Climat - Vers un échec de la rencontre de Varsovie sur le climat?

Les négociations mondiales sur le climat qui se tiennent jusqu’à vendredi pourraient bien tourner à l’échec pour des raisons financières. Les pays du Sud exigent en effet que les États riches honorent leurs promesses d’aide financière annoncées il y a déjà quatre ans, sans quoi toute discussion risque de devenir impossible.

 

À Copenhague, en 2009, la communauté internationale s’était engagée à débloquer 60 milliards de dollars d’ici 2015 et 100 milliards par an d’ici 2020 pour permettre aux pays en développement de lutter contre les changements climatiques et de s’adapter aux effets de ceux-ci.

 

Où est cet argent, ont redemandé mercredi les pays réunis au sein du G77. « Nous avons besoin d’une feuille de route très claire » sur la mobilisation de ces fonds, a déclaré à la presse la ministre indienne de l’Environnement, Jayanthi Natarajan. « Sans ça, il sera impossible pour nous d’avancer et ces négociations n’auront plus aucun sens. »

 

Responsabilité

 

Les États-Unis et l’Union européenne ont répondu qu’ils cherchaient toujours une solution.
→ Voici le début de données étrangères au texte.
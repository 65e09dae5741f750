use tracing::warn;

use crate::usecases::ports::SignalKind;
use crate::usecases::ports::SignalOutcome;

fn signal_number(kind: SignalKind) -> libc::c_int {
    match kind {
        SignalKind::Interrupt => libc::SIGINT,
        SignalKind::Kill => libc::SIGKILL,
    }
}

/// Signals the process group led by `pid`, falling back to the process
/// itself. A final failure is logged and reported, never raised.
pub(super) fn signal(pid: u32, kind: SignalKind) -> SignalOutcome {
    let pid_t: libc::pid_t = match pid.try_into() {
        Ok(pid_t) => pid_t,
        Err(_) => {
            warn!(pid, "Pid out of range; not signalling");
            return SignalOutcome::Failed;
        }
    };
    let signal = signal_number(kind);

    // SAFETY: negative pid targets the process group created at spawn.
    if unsafe { libc::kill(-pid_t, signal) } == 0 {
        return SignalOutcome::Group;
    }
    let group_err = std::io::Error::last_os_error();

    // SAFETY: plain kill(2) on a pid this process spawned.
    if unsafe { libc::kill(pid_t, signal) } == 0 {
        return SignalOutcome::Process;
    }
    let err = std::io::Error::last_os_error();
    warn!(
        pid,
        signal,
        group_error = %group_err,
        error = %err,
        "Failed to signal process"
    );
    SignalOutcome::Failed
}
Le négociateur américain Todd Stern a ainsi dit « comprendre l’importance du financement climatique » et assuré que les « États-Unis et d’autres donateurs sont concentrés sur l’objectif des 100 milliards ».

 

Les discussions de Varsovie achoppent par ailleurs toujours sur la question de la responsabilité des pays du Sud et de ceux du Nord en ce qui concerne les objectifs de réduction de gaz à effet de serre dans le cadre d’un éventuel accord attendu en 2015. « Les pays développés doivent faire plus maintenant et ne pas transférer le poids du changement climatique sur les épaules des pauvres de ce monde après 2020 », a soutenu mercredi la ministre indienne Jayanthi Natarajan.

 

Pour l’Inde, cela signifie que « chaque pays devra présenter des engagements » pour maîtriser ses émissions de gaz à effet de serre, « en fonction de ses capacités nationales », a expliqué la porte-parole du G77. Selon elle, « l’effort qu’il restera à faire pour parvenir à l’objectif de 2 °C devra être fourni par les pays développés ».

 

Cette différenciation entre les pays en développement et les pays développés existait dans le Protocole de Kyoto. Seuls les pays industrialisés étaient visés. Mais depuis, la croissance de pays comme la Chine a profondément changé la dynamique mondiale des émissions de gaz à effet de serre. Pour des pays comme le Canada et les États-Unis, il est donc hors de question d’inscrire une telle distinction dans un futur accord. « Beaucoup de pays poussent pour un accord sur ce modèle démodé où les pays développés sont traités d’une façon […] et les pays en développement autrement. Ce n’est pas un point de départ de négociation », a résumé mercredi le négociateur en chef américain, Todd Stern.

 

Entre les positions bien campées des différents blocs d’États, il est toujours difficile d’entrevoir quelle forme prendrait un plan de réduction des gaz à effet de serre permettant d’éviter à l’humanité de subir des bouleversements aux conséquences dramatiques.